We need to show that either both the series converges or both diverge.

And also if $\sum _{k=M}^{\infty }{a}_k$ converges to $L$, then $\sum _{k=1}^{\infty }{a}_k$ converges to $a_1+a_2+a_3+....+a_{M-1}+L.$

Let us assume that the series $\sum _{k=1}^{\infty }{a}_k$ is convergent. Then we have to show that the series $\sum _{k=M}^{\infty }{a}_k$ is also convergent.

The series $\sum _{k=1}^{\infty }{a}_k$ is convergent and converges to $A$. Therefore, the sequence $\left\{A_n\right\}$ of the partial sum of the series $\sum _{k=1}^{\infty }{a}_k$is convergent and converges to $A$.

Let the sequence $\left\{B_n\right\}$ be the sequence of the partial sum of the series $\sum _{k=M}^{\infty }{a}_k$.

Therefore, by the definition of convergence of a sequence, for given $\epsilon >0$, there exist a positive integer $N$ such that $\left|A_n-A\right|<\epsilon$ for $k\ge N$......(1)

For $k\ge M$, the terms of the sequences $\left\{A_n\right\}$ and $\left\{B_n\right\}$ are the same.

Choose $P=max\left\{N,M\right\}$.

Therefore, $\left|B_n-A\right|<\epsilon$ for $k\ge M$ ......(2)

Therefore, for given $\epsilon >0$ there exist a positive integer P such that $\left|B_n-A\right|<\epsilon$ for $k\ge M$.

Hence, the sequence $\left\{B_n\right\}$ of partial sum of the series $\sum _{k=M}^{\infty }{a}_k$ is convergent and converges to $A$.

Thus, the series $\sum _{k=M}^{\infty }{a}_k$ is convergent.

It is given that the series $\sum _{k=M}^{\infty }{a}_k$ is convergent and converges to $L$.

We need to show that the series $\sum _{k=1}^{\infty }{a}_k$ converges to $a_1+a_2+a_3+...+a_{M-1}+L$.

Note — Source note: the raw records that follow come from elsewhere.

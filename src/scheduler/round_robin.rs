//! A strict-rotation scheduling strategy.

use crate::{
    error::scheduling::{Error, Result},
    scheduler::{PoolUpdate, Scheduler},
    state::StateId,
};

/// A scheduler that cycles through the schedulable states in insertion
/// order.
///
/// Each selection advances the rotation by one, so every tracked state runs
/// exactly once per full cycle. Removals take effect immediately: a removed
/// state is never selected again, even if it was next in the rotation.
#[derive(Debug, Default)]
pub struct RoundRobinScheduler {
    /// The tracked states in rotation order.
    order: Vec<StateId>,

    /// The index of the next state to select.
    cursor: usize,
}

impl RoundRobinScheduler {
    /// Constructs a scheduler tracking no states.
    #[must_use]
    pub fn new() -> Self {
        Self::default()
    }
}

impl Scheduler for RoundRobinScheduler {
    fn select_state(&mut self) -> Result<StateId> {
        if self.order.is_empty() {
            return Err(Error::NoStatesAvailable);
        }
        if self.cursor >= self.order.len() {
            self.cursor = 0;
        }
        let selected = self.order[self.cursor];
        self.cursor += 1;

        Ok(selected)
    }

    fn update(&mut self, update: &PoolUpdate) {
        for removed in update.removed {
            if let Some(position) = self.order.iter().position(|id| id == removed) {
                self.order.remove(position);
                // Keep the rotation pointing at the same upcoming state.
                if position < self.cursor {
                    self.cursor -= 1;
                }
            }
        }
        for added in update.added {
            let id = added.id();
            if !self.order.contains(&id) {
                self.order.push(id);
            }
        }
    }

    fn empty(&self) -> bool {
        self.order.is_empty()
    }
}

The series $\sum _{k=1}^{\infty }{a}_k$ can be written as

$$\begin{gathered} \sum _{k=1}^{\infty }{a}_k=\sum _{k=1}^{M-1}{a}_k+\sum _{k=M}^{\infty }{a}_k \\ \sum _{k=1}^{\infty }{a}_k=a_1+a_2+a_3+...+a_{M-1}+\sum _{k=M}^{\infty }{a}_k \\ \sum _{k=1}^{\infty }{a}_k=a_1+a_2+a_3+...+a_{M-1}+L \end{gathered}$$

So the series converges to $a_1+a_2+a_3+...+a_{M-1}+L$.